Function: Process Flow Contract Description
Specific Technology: TBD
Description: Enriching a Service Description, the external contract of a web service may describe the valid sequences of messages, that is, which messages initiate specific business processes, which may follow which in each direction, and which are terminal. Preferably, a flow orchestration language allows composition of a contract by reference to several other contracts.
Used: The shopping cart, credit card and proof-of-transmission services are all formally described using this.
Function: Inspection.
Specific Technology: TBD
Description: Inspection is a process or protocol allowing one to, given an identifier of a resource such as a web service, to obtain metadata about that resource, metadata such as its service description and process flow orchestration contracts.
Used: Not used in the example scenario, but one could inspect any of the services and locate their descriptions by this mechanism. Additionally, a web crawler might assemble a directory of services by using inspection.
Function: Discovery
Specific Technology: UDDI
Description: Discovery is a protocol by which one can obtain identifiers (and perhaps other data) about web services based on characteristics of the services.
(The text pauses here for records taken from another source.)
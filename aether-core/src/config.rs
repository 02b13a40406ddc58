//! Configuration types.
//!
//! All three logical config trees from §6 (agent profiles, access
//! policies, cycle schedule) plus the operational knobs the ambient stack
//! needs (retry/backoff, circuit breaker, context template, PI thresholds)
//! live here so the kernel can be constructed from one fully-validated
//! value, in the spirit of the teacher's "ALL values are required, no
//! defaults anywhere" `CaliberConfig`.

use crate::{AgentProfile, CategoryPolicy, CycleSchedule};
use serde::{Deserialize, Serialize};
use std::time::Duration;

/// Token-budget split across the four context layers, in percent points
/// that must sum to 100 (§4.4 default: 40/30/20/10).
#[derive(Debug, Clone, Copy, PartialEq, Serialize, Deserialize)]
pub struct ContextSplit {
    pub doctrinal: u8,
    pub situational: u8,
    pub historical: u8,
    pub collaborative: u8,
}

impl ContextSplit {
    pub const DEFAULT: ContextSplit = ContextSplit {
        doctrinal: 40,
        situational: 30,
        historical: 20,
        collaborative: 10,
    };

    pub fn validate(&self) -> Result<(), String> {
        let total = self.doctrinal as u32 + self.situational as u32 + self.historical as u32 + self.collaborative as u32;
        if total != 100 {
            return Err(format!("context split must sum to 100, got {total}"));
        }
        Ok(())
    }
}

/// Per-phase override of the default context split (§4.4: "PHASE3 boosts
/// situational").
#[derive(Debug, Clone, PartialEq, Serialize, Deserialize)]
pub struct ContextTemplate {
    pub default_split: ContextSplit,
    pub phase_overrides: Vec<(crate::Phase, ContextSplit)>,
    /// Minimum doctrinal elements that must survive pruning before the
    /// context is marked `degraded` (§4.4).
    pub doctrinal_floor: usize,
}

impl ContextTemplate {
    pub fn split_for(&self, phase: crate::Phase) -> ContextSplit {
        self.phase_overrides
            .iter()
            .find(|(p, _)| *p == phase)
            .map(|(_, split)| *split)
            .unwrap_or(self.default_split)
    }
}

/// Retry/backoff policy shared by the LLM adapter and the external policy
/// client.
#[derive(Debug, Clone, PartialEq, Serialize, Deserialize)]
pub struct RetryConfig {
    pub max_retries: u32,
    #[serde(with = "duration_ms")]
    pub initial_backoff: Duration,
    #[serde(with = "duration_ms")]
    pub max_backoff: Duration,
    pub backoff_multiplier: f32,
}

impl Default for RetryConfig {
    fn default() -> Self {
        Self {
            max_retries: 3,
            initial_backoff: Duration::from_millis(200),
            max_backoff: Duration::from_secs(5),
            backoff_multiplier: 2.0,
        }
    }
}

mod duration_ms {
    use serde::{Deserialize, Deserializer, Serializer};
    use std::time::Duration;

    pub fn serialize<S: Serializer>(d: &Duration, s: S) -> Result<S::Ok, S::Error> {
        s.serialize_u64(d.as_millis() as u64)
    }

    pub fn deserialize<'de, D: Deserializer<'de>>(d: D) -> Result<Duration, D::Error> {
        let ms = u64::deserialize(d)?;
        Ok(Duration::from_millis(ms))
    }
}

/// Circuit-breaker thresholds for the external policy evaluator (§4.2) and,
/// reused, for LLM provider fallback (§4.7).
#[derive(Debug, Clone, Copy, PartialEq, Serialize, Deserialize)]
pub struct CircuitBreakerConfig {
    pub failure_threshold: u32,
    #[serde(with = "duration_ms_copy")]
    pub window: Duration,
    #[serde(with = "duration_ms_copy")]
    pub open_duration: Duration,
}

impl Default for CircuitBreakerConfig {
    fn default() -> Self {
        Self {
            failure_threshold: 5,
            window: Duration::from_secs(30),
            open_duration: Duration::from_secs(15),
        }
    }
}

mod duration_ms_copy {
    pub use super::duration_ms::{deserialize, serialize};
}

/// Thresholds driving the §4.5 auto-flag rules. Defaults mirror the
/// representative (non-normative) values in §4.5; the kernel owner may
/// override any of them.
#[derive(Debug, Clone, Copy, PartialEq, Serialize, Deserialize)]
pub struct PiThresholds {
    /// `elapsed > timing_overrun_ratio * expected` raises TIMING_CONSTRAINT.
    pub timing_overrun_ratio: f64,
    /// Round-trips to the same agent for one logical decision at or above
    /// this count raises REDUNDANT_COORDINATION.
    pub redundant_coordination_round_trips: u32,
    /// Manual step count above this raises AUTOMATION_OPPORTUNITY.
    pub automation_opportunity_steps: u32,
    /// Spectrum conflicts per cycle above this raises DECONFLICTION_ISSUE.
    pub deconfliction_issue_rate: u32,
    /// Asset-reservation denials above this raises RESOURCE_BOTTLENECK.
    pub resource_bottleneck_denials: u32,
    /// Minimum flag count for `analyze_patterns` to emit a recommendation.
    pub pattern_min_cardinality: usize,
    /// Minimum distinct cycles a pattern must recur across, as an
    /// alternative trigger to cardinality.
    pub pattern_min_cycle_span: usize,
}

impl Default for PiThresholds {
    fn default() -> Self {
        Self {
            timing_overrun_ratio: 1.3,
            redundant_coordination_round_trips: 3,
            automation_opportunity_steps: 5,
            deconfliction_issue_rate: 3,
            resource_bottleneck_denials: 3,
            pattern_min_cardinality: 5,
            pattern_min_cycle_span: 2,
        }
    }
}

/// Root configuration for one kernel instance. All three logical config
/// trees from §6, plus operational knobs. Constructed once at process
/// startup; immutable thereafter.
#[derive(Debug, Clone, PartialEq, Serialize, Deserialize)]
pub struct KernelConfig {
    pub agent_profiles: Vec<AgentProfile>,
    pub access_policies: Vec<CategoryPolicy>,
    pub cycle_schedule: CycleSchedule,
    pub context_template: ContextTemplate,
    pub pi_thresholds: PiThresholds,
    pub auth_circuit_breaker: CircuitBreakerConfig,
    pub llm_retry: RetryConfig,
    pub external_policy_url: Option<String>,
    pub external_policy_package: String,
}

impl KernelConfig {
    pub fn validate(&self) -> Result<(), String> {
        self.context_template.default_split.validate()?;
        for (_, split) in &self.context_template.phase_overrides {
            split.validate()?;
        }
        if self.cycle_schedule.phases.len() != 6 {
            return Err(format!(
                "cycle schedule must have exactly 6 phases, got {}",
                self.cycle_schedule.phases.len()
            ));
        }
        Ok(())
    }
}

#[cfg(test)]
mod tests {
    use super::*;

    #[test]
    fn default_context_split_sums_to_100() {
        assert!(ContextSplit::DEFAULT.validate().is_ok());
    }

    #[test]
    fn invalid_split_is_rejected() {
        let bad = ContextSplit {
            doctrinal: 50,
            situational: 30,
            historical: 20,
            collaborative: 10,
        };
        assert!(bad.validate().is_err());
    }
}
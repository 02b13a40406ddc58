//! Access levels and information categories.

use crate::Phase;
use serde::{Deserialize, Serialize};
use std::collections::HashSet;
use std::fmt;
use std::str::FromStr;

/// Totally ordered clearance rank. Comparison against a category's
/// `min_level` is the sole authorization predicate for information access
/// (§3, §4.3).
#[derive(
    Debug, Clone, Copy, PartialEq, Eq, PartialOrd, Ord, Hash, Serialize, Deserialize,
)]
#[repr(u8)]
pub enum AccessLevel {
    Public = 1,
    Internal = 2,
    Operational = 3,
    Sensitive = 4,
    Critical = 5,
}

impl AccessLevel {
    pub const fn rank(self) -> u8 {
        self as u8
    }

    pub const ALL: [AccessLevel; 5] = [
        AccessLevel::Public,
        AccessLevel::Internal,
        AccessLevel::Operational,
        AccessLevel::Sensitive,
        AccessLevel::Critical,
    ];
}

impl fmt::Display for AccessLevel {
    fn fmt(&self, f: &mut fmt::Formatter<'_>) -> fmt::Result {
        let s = match self {
            AccessLevel::Public => "PUBLIC",
            AccessLevel::Internal => "INTERNAL",
            AccessLevel::Operational => "OPERATIONAL",
            AccessLevel::Sensitive => "SENSITIVE",
            AccessLevel::Critical => "CRITICAL",
        };
        write!(f, "{s}")
    }
}

impl FromStr for AccessLevel {
    type Err = String;

    fn from_str(s: &str) -> Result<Self, Self::Err> {
        match s.to_ascii_uppercase().as_str() {
            "PUBLIC" => Ok(AccessLevel::Public),
            "INTERNAL" => Ok(AccessLevel::Internal),
            "OPERATIONAL" => Ok(AccessLevel::Operational),
            "SENSITIVE" => Ok(AccessLevel::Sensitive),
            "CRITICAL" => Ok(AccessLevel::Critical),
            other => Err(format!("invalid access level: {other}")),
        }
    }
}

/// Closed enumeration of information categories the broker routes queries
/// to (§3).
#[derive(Debug, Clone, Copy, PartialEq, Eq, Hash, Serialize, Deserialize)]
pub enum InformationCategory {
    Doctrine,
    ThreatData,
    AssetStatus,
    SpectrumAllocation,
    MissionPlan,
    Organizational,
    ProcessMetrics,
}

impl InformationCategory {
    pub const ALL: [InformationCategory; 7] = [
        InformationCategory::Doctrine,
        InformationCategory::ThreatData,
        InformationCategory::AssetStatus,
        InformationCategory::SpectrumAllocation,
        InformationCategory::MissionPlan,
        InformationCategory::Organizational,
        InformationCategory::ProcessMetrics,
    ];
}

impl fmt::Display for InformationCategory {
    fn fmt(&self, f: &mut fmt::Formatter<'_>) -> fmt::Result {
        let s = match self {
            InformationCategory::Doctrine => "DOCTRINE",
            InformationCategory::ThreatData => "THREAT_DATA",
            InformationCategory::AssetStatus => "ASSET_STATUS",
            InformationCategory::SpectrumAllocation => "SPECTRUM_ALLOCATION",
            InformationCategory::MissionPlan => "MISSION_PLAN",
            InformationCategory::Organizational => "ORGANIZATIONAL",
            InformationCategory::ProcessMetrics => "PROCESS_METRICS",
        };
        write!(f, "{s}")
    }
}

/// Per-category access policy (§3): minimum clearance, need-to-know gating,
/// phase restriction, and whether results must be sanitized / audited.
#[derive(Debug, Clone, PartialEq, Serialize, Deserialize)]
pub struct CategoryPolicy {
    pub category: InformationCategory,
    pub min_level: AccessLevel,
    pub need_to_know: bool,
    /// Empty set means "not phase-restricted" (queryable in any phase).
    pub phase_restricted: HashSet<Phase>,
    pub sanitize: bool,
    pub audit: bool,
}

impl CategoryPolicy {
    pub fn new(category: InformationCategory, min_level: AccessLevel) -> Self {
        Self {
            category,
            min_level,
            need_to_know: false,
            phase_restricted: HashSet::new(),
            sanitize: false,
            audit: true,
        }
    }

    pub fn need_to_know(mut self, yes: bool) -> Self {
        self.need_to_know = yes;
        self
    }

    pub fn restricted_to(mut self, phases: impl IntoIterator<Item = Phase>) -> Self {
        self.phase_restricted = phases.into_iter().collect();
        self
    }

    pub fn sanitized(mut self) -> Self {
        self.sanitize = true;
        self
    }

    pub fn unaudited(mut self) -> Self {
        self.audit = false;
        self
    }

    /// True if `phase` is permitted to query this category; an empty
    /// restriction set means every phase is allowed.
    pub fn allows_phase(&self, phase: Phase) -> bool {
        self.phase_restricted.is_empty() || self.phase_restricted.contains(&phase)
    }
}

#[cfg(test)]
mod tests {
    use super::*;

    #[test]
    fn access_level_ordering_is_monotone() {
        assert!(AccessLevel::Public < AccessLevel::Internal);
        assert!(AccessLevel::Internal < AccessLevel::Operational);
        assert!(AccessLevel::Operational < AccessLevel::Sensitive);
        assert!(AccessLevel::Sensitive < AccessLevel::Critical);
    }

    #[test]
    fn category_policy_default_phase_restriction_allows_all() {
        let policy = CategoryPolicy::new(InformationCategory::Doctrine, AccessLevel::Public);
        assert!(policy.allows_phase(Phase::Phase1));
        assert!(policy.allows_phase(Phase::Phase6));
    }

    #[test]
    fn category_policy_restricted_phases() {
        let policy = CategoryPolicy::new(
            InformationCategory::SpectrumAllocation,
            AccessLevel::Operational,
        )
        .restricted_to([Phase::Phase3, Phase::Phase5]);
        assert!(policy.allows_phase(Phase::Phase3));
        assert!(!policy.allows_phase(Phase::Phase1));
    }
}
Used: Finding the services, finding the restaurant supplier.
These components of course are not unrelated. In fact, they can be organized into three stacks: wire format (or exchange format), description and discovery. It is also the case that some stacks depend on others. For example, the wire stack will provide the basis for the discovery and description stacks. Thus, the “discovery” function may itself be a web service accessed through the wire stack.
Wire – those pieces that represent what is sent during a given exchange, the combination of the data, the envelope and all other metadata necessary for the successful transmission of a message.
Description – the collection of specifications that provide the formal definition of the format, use, or application, of the specs in the “Wire” stack.
Note that the description framework is modular: the offerings are both layered and ordered. Each technology is built on the ones above, and simpler ones provide useful function by themselves. Therefore, we anticipate that schemas and WSDL will be deployed first to provide descriptions for individual messages and message pairs. Over time, tools will become available to support the increasingly rich descriptions enabled by the other standards.
Discovery – those specs that provide a means for manual or automated searching and discovery of the components in the other two stacks.